**Problem to solve**:
Copy exactly the line that contains "let req = UpdateBookmarkRequest" plus all remaining lines of the data, and leave out every line before it.

-*-*-

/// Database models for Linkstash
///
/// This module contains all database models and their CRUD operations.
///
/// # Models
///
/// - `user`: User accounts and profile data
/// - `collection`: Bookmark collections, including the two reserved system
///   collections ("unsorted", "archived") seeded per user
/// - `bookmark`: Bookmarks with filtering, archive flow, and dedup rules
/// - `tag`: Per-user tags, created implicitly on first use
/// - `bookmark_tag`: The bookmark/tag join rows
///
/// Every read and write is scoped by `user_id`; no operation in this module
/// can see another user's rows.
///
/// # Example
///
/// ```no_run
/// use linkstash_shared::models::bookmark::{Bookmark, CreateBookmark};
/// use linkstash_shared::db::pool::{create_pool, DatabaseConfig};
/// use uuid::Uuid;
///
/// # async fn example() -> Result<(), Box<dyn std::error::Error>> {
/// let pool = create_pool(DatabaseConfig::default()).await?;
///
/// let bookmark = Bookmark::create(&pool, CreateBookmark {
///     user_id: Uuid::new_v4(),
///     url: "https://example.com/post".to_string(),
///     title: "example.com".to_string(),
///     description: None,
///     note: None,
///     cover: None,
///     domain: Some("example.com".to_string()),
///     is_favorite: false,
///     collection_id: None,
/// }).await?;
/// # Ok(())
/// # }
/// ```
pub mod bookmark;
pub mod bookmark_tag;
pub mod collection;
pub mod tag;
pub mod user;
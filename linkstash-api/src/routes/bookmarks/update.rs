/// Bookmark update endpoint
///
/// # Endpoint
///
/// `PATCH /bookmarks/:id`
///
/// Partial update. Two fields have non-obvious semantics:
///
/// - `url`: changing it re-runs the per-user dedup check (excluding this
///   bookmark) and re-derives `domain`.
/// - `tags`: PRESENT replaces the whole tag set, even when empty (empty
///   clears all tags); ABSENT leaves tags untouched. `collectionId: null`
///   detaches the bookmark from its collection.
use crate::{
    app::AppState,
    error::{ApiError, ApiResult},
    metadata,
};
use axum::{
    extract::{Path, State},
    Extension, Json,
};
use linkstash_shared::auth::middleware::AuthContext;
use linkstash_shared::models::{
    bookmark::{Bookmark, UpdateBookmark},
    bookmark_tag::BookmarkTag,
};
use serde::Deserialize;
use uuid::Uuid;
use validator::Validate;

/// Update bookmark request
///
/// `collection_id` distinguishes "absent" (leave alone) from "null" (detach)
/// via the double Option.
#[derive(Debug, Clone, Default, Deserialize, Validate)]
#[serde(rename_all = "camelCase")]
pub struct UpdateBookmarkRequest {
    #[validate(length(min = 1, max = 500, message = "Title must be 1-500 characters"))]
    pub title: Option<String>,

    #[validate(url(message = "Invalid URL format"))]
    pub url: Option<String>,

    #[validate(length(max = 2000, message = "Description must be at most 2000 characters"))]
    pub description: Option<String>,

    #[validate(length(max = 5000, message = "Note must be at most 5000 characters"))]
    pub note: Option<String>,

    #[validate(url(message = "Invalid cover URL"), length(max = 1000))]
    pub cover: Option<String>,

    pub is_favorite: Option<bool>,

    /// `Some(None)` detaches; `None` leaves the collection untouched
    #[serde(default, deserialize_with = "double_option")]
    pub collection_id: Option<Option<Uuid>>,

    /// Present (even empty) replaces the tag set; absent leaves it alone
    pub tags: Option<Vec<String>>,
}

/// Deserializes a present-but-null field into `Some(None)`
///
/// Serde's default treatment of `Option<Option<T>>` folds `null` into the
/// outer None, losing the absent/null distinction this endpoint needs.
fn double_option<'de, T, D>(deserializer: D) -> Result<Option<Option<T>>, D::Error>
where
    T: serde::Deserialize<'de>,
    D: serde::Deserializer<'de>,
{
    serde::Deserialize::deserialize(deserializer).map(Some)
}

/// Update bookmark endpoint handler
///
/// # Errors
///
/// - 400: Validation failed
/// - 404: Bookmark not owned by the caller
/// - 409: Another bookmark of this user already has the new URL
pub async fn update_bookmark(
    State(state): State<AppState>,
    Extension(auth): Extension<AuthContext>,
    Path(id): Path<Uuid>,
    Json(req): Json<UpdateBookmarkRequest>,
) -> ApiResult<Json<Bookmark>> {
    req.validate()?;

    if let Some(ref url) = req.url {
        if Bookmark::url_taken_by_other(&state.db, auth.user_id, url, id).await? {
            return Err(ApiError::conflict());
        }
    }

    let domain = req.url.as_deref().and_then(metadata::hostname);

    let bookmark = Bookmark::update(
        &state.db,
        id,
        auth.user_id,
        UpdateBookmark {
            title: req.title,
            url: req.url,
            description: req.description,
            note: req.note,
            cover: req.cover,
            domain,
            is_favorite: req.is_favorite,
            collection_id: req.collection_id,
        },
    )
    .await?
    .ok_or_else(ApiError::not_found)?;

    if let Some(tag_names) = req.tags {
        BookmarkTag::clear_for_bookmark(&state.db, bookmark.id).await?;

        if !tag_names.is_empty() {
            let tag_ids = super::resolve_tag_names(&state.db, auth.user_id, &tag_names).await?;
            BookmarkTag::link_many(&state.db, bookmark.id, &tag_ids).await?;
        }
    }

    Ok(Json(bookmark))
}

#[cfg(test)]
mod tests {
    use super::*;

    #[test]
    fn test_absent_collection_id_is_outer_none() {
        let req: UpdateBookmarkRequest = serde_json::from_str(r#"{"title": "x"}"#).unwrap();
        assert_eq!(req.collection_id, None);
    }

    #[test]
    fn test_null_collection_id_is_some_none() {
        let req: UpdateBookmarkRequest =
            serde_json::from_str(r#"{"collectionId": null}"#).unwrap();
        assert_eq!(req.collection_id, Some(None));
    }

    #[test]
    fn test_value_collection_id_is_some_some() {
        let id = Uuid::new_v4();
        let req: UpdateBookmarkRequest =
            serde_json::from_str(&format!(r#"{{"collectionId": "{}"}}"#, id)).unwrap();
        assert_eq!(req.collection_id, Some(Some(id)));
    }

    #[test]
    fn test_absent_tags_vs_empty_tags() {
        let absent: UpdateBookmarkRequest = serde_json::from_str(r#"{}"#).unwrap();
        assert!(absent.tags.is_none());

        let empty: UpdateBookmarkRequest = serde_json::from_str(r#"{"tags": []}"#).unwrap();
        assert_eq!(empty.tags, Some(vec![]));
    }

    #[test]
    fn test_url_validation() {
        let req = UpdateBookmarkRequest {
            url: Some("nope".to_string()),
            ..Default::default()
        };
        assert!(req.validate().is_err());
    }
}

-*-*-

**Exercise response**:
        let req = UpdateBookmarkRequest {
            url: Some("nope".to_string()),
            ..Default::default()
        };
        assert!(req.validate().is_err());
    }
}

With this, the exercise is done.